Ultrason incelemesi için, hastaların genellikle bir hastane yatağına veya inceleme masasına uzanmaları istenir. Prosedür boyunca, transdüserden hafif bir basınç ve titreşim hissetmek normaldir. Bu kesinlikle acısızdır. Oda ışıkları bazen parlamayı azaltmak ve ekranda görüntüleri daha iyi görebilmek için karartılmaktadır. Daha iyi görüntüler elde etmek için vücudun pozisyon değişiklikleri bazen gerekli olabilmektedir. Diagnostik ultrason, klinik olarak yaygın kullanıldığı yıllar boyunca güvenli olduğunu kanıtlamıştır ve herhangi bir şekilde onunla ilişkili hiçbir zararlı etki yoktur.

Renkli Doppler Ultrasonografi Nedir, Gebelerde Neden Yapılır?

Doppler ultrasonografide bebeğe olan (uterus damarları ve göbek kordonundan) ve bebekteki kan akımlarının incelenmesi ile bebekteki kan akım hızlarındaki azalma yani plasental yetmezlik saptanır. Halk arasında renkli ultrason olarak bilinen ultrason çeşidi budur ve amaç bebeği renkli olarak görüntülemek değil kalbin sistol (atım) ve diyastol (dolum) zamanlarında “kan akım hızlarını” incelemektir. Zaten buradaki renkler bilgisayar ortamında suni olarak oluşturulmuş renklerdir ve kan akımının proba yaklaşması veya probtan uzaklaşmasına göre mavi veya kırmızının çeşitli tonlarında olur. Renklendirilmiş kan akımlarını tespit etmek daha kolaydır ve tespit edilen kan akımları dalga şekilleri halinde grafiksel olarak dökümante edildiklerinde kan akım hızındaki değişiklikler görüntülenebilir ve birtakım spesifik oranlama yöntemleri ile subjektif olarak hesaplamalar ile akım hızındaki azalmalar belirlenebilir.

Doppler veya renkli doppler ultrasonografi özellikle gelişme geriliği başta olmak üzere yüksek riskli gebeliklerin takibinde olduça faydalıdır. Doppler daha çok yönlendirici bir testtir. Diğer fetal iyilik testleri ile birlikte gebelik yönetiminde yardımcıdır. Ancak, bazı durumlarda örneğin göbek kordon atardamarında “ters akım” olması bebeğin ciddi risk altında olduğunu gösterir ve acilen bebeğin doğurtulmasını gerektirir.

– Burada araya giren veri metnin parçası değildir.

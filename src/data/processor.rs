//! Homicide Processor Module
//! Reshapes the state × year homicide sheet into long format (melt).

use super::grid::{read_first_sheet, Grid};
use crate::config::DataConfig;
use crate::error::{DataError, Result};
use crate::reference::StateTables;
use regex::Regex;
use serde::Serialize;
use std::collections::BTreeSet;
use std::sync::LazyLock;

/// Row holding the year labels.
pub const YEAR_ROW: usize = 4;
/// First state row; the national total sits on the row above it.
pub const FIRST_STATE_ROW: usize = 6;
/// Number of state rows in the block.
pub const STATE_ROWS: usize = 27;
/// Year columns the published sheet carries after the state-name column.
pub const YEAR_COLUMNS: usize = 11;

/// One or more trailing parenthetical annotations: `(5)`, `(a)`, `(*)`.
static FOOTNOTE: LazyLock<Regex> = LazyLock::new(|| {
    Regex::new(r"(\s*\([^)]*\))+\s*$").expect("footnote pattern is valid")
});

/// Homicide count of one state in one year.
#[derive(Debug, Clone, PartialEq, Serialize)]
pub struct HomicideRecord {
    /// `None` when the sheet's state name is not in the reference tables.
    pub state_code: Option<String>,
    pub state_name: String,
    pub year: i32,
    pub homicides: Option<f64>,
}

/// Strip trailing annotations such as `" (5)"` or `" (a)"` and surrounding
/// whitespace.
pub fn clean_state_name(name: &str) -> String {
    FOOTNOTE.replace_all(name, "").trim().to_string()
}

/// A year label bound to the sheet column it came from.
#[derive(Debug, Clone, Copy, PartialEq, Eq)]
pub struct YearColumn {
    pub column: usize,
    pub year: i32,
}

/// Read the year header, keeping only non-blank cells.
///
/// The whole header row is scanned, so a sheet with more or fewer year
/// columns than the published layout declares exactly what it holds.
pub fn extract_year_columns(grid: &Grid) -> Result<Vec<YearColumn>> {
    let mut years = Vec::with_capacity(YEAR_COLUMNS);

    for column in 1..grid.row_width(YEAR_ROW) {
        let cell = grid.cell(YEAR_ROW, column);
        if cell.is_empty() {
            continue;
        }

        let year = cell
            .as_number()
            .filter(|v| v.fract() == 0.0 && *v >= f64::from(i32::MIN) && *v <= f64::from(i32::MAX))
            .ok_or_else(|| DataError::MalformedYearHeader {
                row: YEAR_ROW,
                column,
                value: cell.as_text().unwrap_or_default(),
            })?;

        #[allow(clippy::cast_possible_truncation)]
        years.push(YearColumn {
            column,
            year: year as i32,
        });
    }

    Ok(years)
}

/// Handles reshaping of the homicide sheet.
pub struct HomicideProcessor<'a> {
    tables: &'a StateTables,
    expected_year_columns: usize,
}

impl<'a> HomicideProcessor<'a> {
    pub fn new(tables: &'a StateTables) -> Self {
        Self {
            tables,
            expected_year_columns: YEAR_COLUMNS,
        }
    }

    pub fn with_expected_year_columns(mut self, count: usize) -> Self {
        self.expected_year_columns = count;
        self
    }

    /// Load and reshape the configured homicide workbook.
    ///
    /// Fails with [`DataError::NotFound`] when the workbook is absent.
    pub fn load(&self, config: &DataConfig) -> Result<Vec<HomicideRecord>> {
        let path = config.homicide_path();
        if !path.exists() {
            return Err(DataError::NotFound { path });
        }

        let grid = read_first_sheet(&path)?;
        let records = self.melt(&grid)?;
        log::info!(
            "Loaded {} homicide records from {}",
            records.len(),
            path.display()
        );
        Ok(records)
    }

    /// Transform the state × year block to one record per (state, year).
    ///
    /// Output is year-major: every state for the first header year, then
    /// every state for the next one. Blank state rows are dropped.
    pub fn melt(&self, grid: &Grid) -> Result<Vec<HomicideRecord>> {
        let year_columns = extract_year_columns(grid)?;
        self.check_year_span(&year_columns);

        let states = self.state_rows(grid);

        let mut records = Vec::with_capacity(year_columns.len() * states.len());
        for yc in &year_columns {
            for (row, name, code) in &states {
                records.push(HomicideRecord {
                    state_code: code.clone(),
                    state_name: name.clone(),
                    year: yc.year,
                    homicides: grid.cell(*row, yc.column).as_number(),
                });
            }
        }

        Ok(records)
    }

    /// Warn when the header declares a different number of years than
    /// expected. Returns whether the span matched.
    pub fn check_year_span(&self, year_columns: &[YearColumn]) -> bool {
        if year_columns.len() == self.expected_year_columns {
            return true;
        }

        log::warn!(
            "Homicide header declares {} year columns, expected {}",
            year_columns.len(),
            self.expected_year_columns
        );
        false
    }

    /// Non-blank state rows with cleaned name and resolved code.
    fn state_rows(&self, grid: &Grid) -> Vec<(usize, String, Option<String>)> {
        let mut unmatched = BTreeSet::new();

        let rows = (FIRST_STATE_ROW..FIRST_STATE_ROW + STATE_ROWS)
            .filter_map(|row| {
                let raw = grid.cell(row, 0).as_text()?;
                let name = clean_state_name(&raw);
                let code = self.tables.name_to_code(&name).map(str::to_string);
                if code.is_none() {
                    unmatched.insert(name.clone());
                }
                Some((row, name, code))
            })
            .collect();

        for name in unmatched {
            log::warn!("State name '{name}' has no UF code; its records keep an empty code");
        }

        rows
    }
}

Doppler özelliği taşıyan ultrason cihazları geleneksel cihazlara göre son derece pahalı olduğundan her merkezde bulunmazlar ve bu nedenle çoğu zaman doppler incelemeleri gebeliği takip eden doktor dışında başka bir doktor tarafından yapılmaktadır.

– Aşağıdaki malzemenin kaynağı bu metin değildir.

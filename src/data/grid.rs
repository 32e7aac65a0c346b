//! Spreadsheet access: the first worksheet of a workbook as a cell grid.

use crate::error::{DataError, Result};
use calamine::{open_workbook_auto, Data, Reader};
use std::path::Path;

/// A single worksheet cell, reduced to what the reshape needs.
#[derive(Debug, Clone, PartialEq)]
pub enum Cell {
    Empty,
    Number(f64),
    Text(String),
}

impl Cell {
    pub fn is_empty(&self) -> bool {
        match self {
            Cell::Empty => true,
            Cell::Text(s) => s.trim().is_empty(),
            Cell::Number(_) => false,
        }
    }

    /// Numeric value; text is parsed leniently, anything else is `None`.
    pub fn as_number(&self) -> Option<f64> {
        match self {
            Cell::Number(v) => Some(*v).filter(|v| v.is_finite()),
            Cell::Text(s) => s.trim().parse::<f64>().ok().filter(|v| v.is_finite()),
            Cell::Empty => None,
        }
    }

    /// Cell rendered as text; `None` when empty.
    pub fn as_text(&self) -> Option<String> {
        match self {
            Cell::Empty => None,
            Cell::Text(s) if s.trim().is_empty() => None,
            Cell::Text(s) => Some(s.clone()),
            Cell::Number(v) => Some(v.to_string()),
        }
    }
}

impl From<&Data> for Cell {
    fn from(data: &Data) -> Self {
        match data {
            Data::Int(v) => Cell::Number(*v as f64),
            Data::Float(v) => Cell::Number(*v),
            Data::String(s) => Cell::Text(s.clone()),
            Data::Bool(b) => Cell::Text(b.to_string()),
            Data::DateTimeIso(s) | Data::DurationIso(s) => Cell::Text(s.clone()),
            Data::DateTime(dt) => Cell::Number(dt.as_f64()),
            Data::Error(_) | Data::Empty => Cell::Empty,
        }
    }
}

/// Row-major cell grid addressed from the worksheet's A1 origin.
#[derive(Debug, Clone, Default, PartialEq)]
pub struct Grid {
    rows: Vec<Vec<Cell>>,
}

impl Grid {
    pub fn new(rows: Vec<Vec<Cell>>) -> Self {
        Self { rows }
    }

    /// Cell at `(row, col)`; out-of-bounds reads as [`Cell::Empty`].
    pub fn cell(&self, row: usize, col: usize) -> &Cell {
        const EMPTY: &Cell = &Cell::Empty;
        self.rows
            .get(row)
            .and_then(|r| r.get(col))
            .unwrap_or(EMPTY)
    }

    pub fn height(&self) -> usize {
        self.rows.len()
    }

    /// Number of cells stored in `row`; 0 past the last row.
    pub fn row_width(&self, row: usize) -> usize {
        self.rows.get(row).map_or(0, Vec::len)
    }
}

/// Read the first worksheet of the workbook at `path`.
///
/// Calamine trims leading blank rows and columns; they are restored so row
/// and column indices match the sheet's own layout.
pub fn read_first_sheet(path: &Path) -> Result<Grid> {
    let mut workbook = open_workbook_auto(path)?;
    let range = workbook
        .worksheet_range_at(0)
        .ok_or_else(|| DataError::EmptyWorkbook {
            path: path.to_path_buf(),
        })??;

    let (row_offset, col_offset) = range
        .start()
        .map(|(r, c)| (r as usize, c as usize))
        .unwrap_or((0, 0));

    let mut rows = vec![Vec::new(); row_offset];
    for source_row in range.rows() {
        let mut row = vec![Cell::Empty; col_offset];
        row.extend(source_row.iter().map(Cell::from));
        rows.push(row);
    }

    log::debug!(
        "Read {} rows from first worksheet of {}",
        rows.len(),
        path.display()
    );
    Ok(Grid::new(rows))
}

4 Boyutlu ultrason 3 Boyutlu ultrason

Esas olarak 3 veya 4 boyutlu ultrasonografi klasik 2 boyutlu ultrasonografi kullanımını gereksiz kılacak ölçüde bir yöntem değildir. Ancak, klasik ultrasonografide saptanması güç olan veya deneyim isteyen bazı durumlarda avantaj sağlamaktadır. Özellikle bebeğin dış yapısının incelenmesinde avantajlıdır.

Örneğin, yarık damak ve dudak anomalilerinin saptanmasında, kol ve bacaklardaki bazı detay anomalilerin görülmesinde, nöral tüp defektlerinde 3 veya 4 boyutlu ultrasonografi daha detaylı bilgi verebilmekte ve incelemeyi kolaylaştırabilmektedir. Buna karşın 2 boyutlu ultrasonografi bebeğin iç organlarını değerlendirmede hala 3 boyutlu ultrasonografiden üstündür.

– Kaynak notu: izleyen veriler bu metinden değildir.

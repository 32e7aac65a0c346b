//! Tabular export of the consolidated table.

use crate::error::Result;
use crate::pipeline::ConsolidatedRecord;
use polars::prelude::*;
use std::fs::File;
use std::path::Path;

/// Output columns, in order.
pub const CONSOLIDATED_COLUMNS: [&str; 12] = [
    "state_code",
    "state_name",
    "region",
    "geo_id",
    "population",
    "homicides",
    "homicide_rate_100k",
    "spending",
    "spending_millions",
    "spending_per_capita",
    "elasticity",
    "priority_index",
];

/// Build the fixed-column frame; missing values become nulls.
pub fn consolidated_frame(records: &[ConsolidatedRecord]) -> Result<DataFrame> {
    let text = |f: fn(&ConsolidatedRecord) -> Option<String>| -> Vec<Option<String>> {
        records.iter().map(f).collect()
    };
    let int = |f: fn(&ConsolidatedRecord) -> Option<i64>| -> Vec<Option<i64>> {
        records.iter().map(f).collect()
    };
    let float = |f: fn(&ConsolidatedRecord) -> Option<f64>| -> Vec<Option<f64>> {
        records.iter().map(f).collect()
    };

    let [
        code,
        name,
        region,
        geo_id,
        population,
        homicides,
        rate,
        spending,
        millions,
        per_capita,
        elasticity,
        priority,
    ] = CONSOLIDATED_COLUMNS;

    let df = DataFrame::new(vec![
        Column::new(code.into(), text(|r| Some(r.state_code.clone()))),
        Column::new(name.into(), text(|r| r.state_name.clone())),
        Column::new(region.into(), text(|r| r.region.map(|g| g.to_string()))),
        Column::new(geo_id.into(), int(|r| r.geo_id)),
        Column::new(population.into(), int(|r| r.population)),
        Column::new(homicides.into(), float(|r| r.homicides)),
        Column::new(rate.into(), float(|r| r.homicide_rate_100k)),
        Column::new(spending.into(), float(|r| r.spending)),
        Column::new(millions.into(), float(|r| r.spending_millions)),
        Column::new(per_capita.into(), float(|r| r.spending_per_capita)),
        Column::new(elasticity.into(), float(|r| r.elasticity)),
        Column::new(priority.into(), float(|r| r.priority_index)),
    ])?;

    Ok(df)
}

/// Write the consolidated table as a semicolon-separated CSV with header.
pub fn write_csv(records: &[ConsolidatedRecord], path: &Path) -> Result<()> {
    let mut df = consolidated_frame(records)?;
    let mut file = File::create(path)?;
    CsvWriter::new(&mut file)
        .include_header(true)
        .with_separator(b';')
        .finish(&mut df)?;

    log::info!("Wrote {} rows to {}", df.height(), path.display());
    Ok(())
}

4 boyutlu ultrasonografinin belki hayati gibi görünmese de aslında en önemli avantajlarından biri, anne ve baba adaylarının doğmamış bebeklerinin gerçek görünümünü görmeleri ile normalde doğumdan sonra kurulması beklenen duygusal bağların daha önceden oluşmasıdır. Gerçektenden de bebeğini ekranda gören annenin duygusal bir patlamayla heyecandan ağladığına şahit olarak bunun doğruluğunu sık sık yaşıyoruz. Bebeklerini önceden gören anne adaylarının gebeliklerinin geri kalan kısmını daha rahat geçirdikleri de bazılarınca iddia edilmektedir.

Ultrasonda 4 boyutlu görüntü almak bazı koşulları gerektirir. Öncelikle incelemek istediğimiz kısmın önünde amniyon sıvısının yeterli olması gerekir. Bu nedenle, ara sıra bebeğin pozisyonundan ötürü istenen görüntü o an için alınmayabilir. Ancak, inceleme süresinin uzatılması veya nadiren olduğu gibi daha sonra tekrar yapılması ile fetusun pozisyonunun değişme şansı arttığından istenen görüntüler elde edilebilir.

Görüntüleri ister basılı olarak ister CD’ye kaydedilmiş olarak alabilirsiniz. Hatta, video formatında CD’ye kaydedip bunları daha sonra seyretmek ve yakınlarınıza seyrettirmek de mümkündür.